_REQUIRED ACTION_
Up through the line that contains "timeline or operator.", retype the entries exactly, beginning at the very first line.

_INPUT RECORDS_
━━━━━━━━

//! Declarative parameter schemas shared by the built-in scenes.
//!
//! Out-of-range numbers are clamped to the nearest bound and reported as
//! [`SceneError::InvalidParam`]; values of the wrong type fall back to the
//! current value. Reports are advisory and never stop a scene from starting.

use serde_json::{json, Value};

use crate::error::SceneError;

/// Loosely typed parameter map as it arrives from a timeline or operator.
pub type Params = serde_json::Map<String, Value>;

#[derive(Debug, Clone, Copy)]
pub enum ParamSpec {
    Number {
        name: &'static str,
        min: f64,
        max: f64,
        default: f64,
        integer: bool,
    },
    /// Strictly positive number; non-positive input resets to the default.
    Positive { name: &'static str, default: f64 },
    Choice {
        name: &'static str,
        options: &'static [&'static str],
        default: &'static str,
    },
    Color { name: &'static str, default: &'static str },
    Text { name: &'static str, default: &'static str },
    Flag { name: &'static str, default: bool },
    List {
        name: &'static str,
        min: f64,
        max: f64,
        max_len: usize,
        default: &'static [f64],
    },
}

impl ParamSpec {
    pub fn name(&self) -> &'static str {
        match self {
            Self::Number { name, .. }
            | Self::Positive { name, .. }
            | Self::Choice { name, .. }
            | Self::Color { name, .. }
            | Self::Text { name, .. }
            | Self::Flag { name, .. }
            | Self::List { name, .. } => name,
        }
    }

    fn default_value(&self) -> Value {
        match *self {
            Self::Number { default, integer, .. } => number_value(default, integer),
            Self::Positive { default, .. } => json!(default),
            Self::Choice { default, .. } | Self::Color { default, .. } | Self::Text { default, .. } => {
                json!(default)
            }
            Self::Flag { default, .. } => json!(default),
            Self::List { default, .. } => json!(default),
        }
    }

    /// Validates `raw`. Returns the value to store (if any) and an optional
    /// report describing what was corrected.
    fn validate(&self, raw: &Value) -> (Option<Value>, Option<SceneError>) {
        let name = self.name();
        match *self {
            Self::Number {
                min,
                max,
                integer,
                ..
            } => match as_number(raw) {
                None => (None, Some(SceneError::invalid_param(name, "must be a number"))),
                Some(value) if value < min || value > max => {
                    let clamped = value.clamp(min, max);
                    (
                        Some(number_value(clamped, integer)),
                        Some(SceneError::invalid_param(name, format!("clamped to {clamped}"))),
                    )
                }
                Some(value) => (Some(number_value(value, integer)), None),
            },
            Self::Positive { default, .. } => match as_number(raw) {
                Some(value) if value > 0.0 => (Some(json!(value)), None),
                _ => (
                    Some(json!(default)),
                    Some(SceneError::invalid_param(name, "must be positive")),
                ),
            },
            Self::Choice { options, .. } => match raw.as_str() {
                Some(choice) if options.contains(&choice) => (Some(json!(choice)), None),
                _ => (
                    None,
                    Some(SceneError::invalid_param(
                        name,
                        format!("must be one of {}", options.join(", ")),
                    )),
                ),
            },
            Self::Color { .. } => match raw.as_str() {
                Some(color) if is_color(color) => (Some(json!(color)), None),
                _ => (None, Some(SceneError::invalid_param(name, "is not a color"))),
            },
            Self::Text { .. } => match raw {
                Value::String(_) => (Some(raw.clone()), None),
                Value::Number(n) => (Some(json!(n.to_string())), None),
                _ => (None, Some(SceneError::invalid_param(name, "must be text"))),
            },
            Self::Flag { .. } => match raw.as_bool() {
                Some(flag) => (Some(json!(flag)), None),
                None => (None, Some(SceneError::invalid_param(name, "must be true or false"))),
            },
            Self::List {
                min, max, max_len, ..
            } => match raw.as_array() {
                Some(items) => {
                    let values: Vec<f64> = items.iter().filter_map(as_number).collect();
                    let clamped: Vec<f64> =
                        values.iter().take(max_len).map(|v| v.clamp(min, max)).collect();
                    let report = (clamped.len() != items.len() || clamped != values)
                        .then(|| SceneError::invalid_param(name, "entries clamped or dropped"));
                    (Some(json!(clamped)), report)
                }
                None => (None, Some(SceneError::invalid_param(name, "must be a list"))),
            },
        }
    }
}

/// Ordered set of parameter specs for one scene type.
#[derive(Debug, Clone, Copy)]
pub struct ParamSchema(pub &'static [ParamSpec]);

impl ParamSchema {
    pub fn defaults(&self) -> Params {
        self.0
            .iter()
            .map(|spec| (spec.name().to_string(), spec.default_value()))
            .collect()
    }

    /// Merges `incoming` into `target`, returning every correction made.
    pub fn apply(&self, target: &mut Params, incoming: &Params) -> Vec<SceneError> {
        let mut reports = Vec::new();
        for (key, raw) in incoming {
            let Some(spec) = self.0.iter().find(|spec| spec.name() == key) else {
                reports.push(SceneError::invalid_param(key.as_str(), "is not recognised"));
                continue;
            };
            let (value, report) = spec.validate(raw);
            if let Some(value) = value {
                target.insert(key.clone(), value);
            }
            reports.extend(report);
        }
        reports
    }

    /// Builds a full parameter set from defaults plus `incoming`.
    pub fn resolve(&self, incoming: &Params) -> (Params, Vec<SceneError>) {
        let mut params = self.defaults();
        let reports = self.apply(&mut params, incoming);
        (params, reports)
    }
}

pub fn number(params: &Params, name: &str) -> f64 {
    params.get(name).and_then(Value::as_f64).unwrap_or_default()
}

pub fn text<'a>(params: &'a Params, name: &str) -> &'a str {
    params.get(name).and_then(Value::as_str).unwrap_or_default()
}

pub fn flag(params: &Params, name: &str) -> bool {
    params.get(name).and_then(Value::as_bool).unwrap_or_default()
}

fn as_number(raw: &Value) -> Option<f64> {
    match raw {
        Value::Number(n) => n.as_f64(),
        Value::String(s) => s.trim().parse::<f64>().ok().filter(|v| v.is_finite()),
        _ => None,
    }
}

fn number_value(value: f64, integer: bool) -> Value {
    if integer {
        json!(value.floor() as i64)
    } else {
        json!(value)
    }
}

fn is_color(raw: &str) -> bool {
    match raw.strip_prefix('#') {
        Some(hex) => matches!(hex.len(), 3 | 6 | 8) && hex.chars().all(|c| c.is_ascii_hexdigit()),
        None => !raw.is_empty() && raw.chars().all(|c| c.is_ascii_alphabetic()),
    }
}

#[cfg(test)]
mod tests {
    use super::*;

    const SCHEMA: ParamSchema = ParamSchema(&[
        ParamSpec::Number {
            name: "a",
            min: 1.0,
            max: 10.0,
            default: 3.0,
            integer: false,
        },
        ParamSpec::Number {
            name: "maxIter",
            min: 10.0,
            max: 500.0,
            default: 100.0,
            integer: true,
        },
        ParamSpec::Positive { name: "k", default: 4.0 },
        ParamSpec::Choice {
            name: "charset",
            options: &["pi", "e", "primes"],
            default: "pi",
        },
        ParamSpec::Color {
            name: "color",
            default: "#39FF14",
        },
        ParamSpec::List {
            name: "radii",
            min: 10.0,
            max: 200.0,
            max_len: 5,
            default: &[120.0, 45.0],
        },
    ]);

    fn params(value: Value) -> Params {
        value.as_object().cloned().unwrap()
    }

    #[test]
    fn clamps_to_nearest_bound() {
        let (resolved, reports) = SCHEMA.resolve(&params(json!({ "a": 15, "maxIter": 5 })));
        assert_eq!(number(&resolved, "a"), 10.0);
        assert_eq!(resolved["maxIter"], json!(10));
        assert_eq!(reports.len(), 2);
        assert!(reports
            .iter()
            .all(|r| matches!(r, SceneError::InvalidParam { reason, .. } if reason.contains("clamped"))));
    }

    #[test]
    fn floors_integer_params() {
        let (resolved, reports) = SCHEMA.resolve(&params(json!({ "maxIter": 123.9 })));
        assert_eq!(resolved["maxIter"], json!(123));
        assert!(reports.is_empty());
    }

    #[test]
    fn wrong_types_keep_defaults() {
        let (resolved, reports) = SCHEMA.resolve(&params(
            json!({ "a": "fast", "charset": "hex", "color": "not a color", "k": -1 }),
        ));
        assert_eq!(number(&resolved, "a"), 3.0);
        assert_eq!(text(&resolved, "charset"), "pi");
        assert_eq!(text(&resolved, "color"), "#39FF14");
        assert_eq!(number(&resolved, "k"), 4.0);
        assert_eq!(reports.len(), 4);
    }

    #[test]
    fn numeric_strings_are_accepted() {
        let (resolved, reports) = SCHEMA.resolve(&params(json!({ "a": "2.5" })));
        assert_eq!(number(&resolved, "a"), 2.5);
        assert!(reports.is_empty());
    }

    #[test]
    fn lists_are_clamped_and_truncated() {
        let (resolved, reports) =
            SCHEMA.resolve(&params(json!({ "radii": [250, 5, 50, 60, 70, 80, 90] })));
        assert_eq!(resolved["radii"], json!([200.0, 10.0, 50.0, 60.0, 70.0]));
        assert_eq!(reports.len(), 1);
    }

    #[test]
    fn unknown_params_are_reported() {
        let mut target = SCHEMA.defaults();
        let reports = SCHEMA.apply(&mut target, &params(json!({ "glitter": 1 })));
        assert!(!target.contains_key("glitter"));
        assert_eq!(reports.len(), 1);
    }
}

━━━━━━━━

_ANSWER TO THIS TASK_
//! Declarative parameter schemas shared by the built-in scenes.
//!
//! Out-of-range numbers are clamped to the nearest bound and reported as
//! [`SceneError::InvalidParam`]; values of the wrong type fall back to the
//! current value. Reports are advisory and never stop a scene from starting.

use serde_json::{json, Value};

use crate::error::SceneError;

/// Loosely typed parameter map as it arrives from a timeline or operator.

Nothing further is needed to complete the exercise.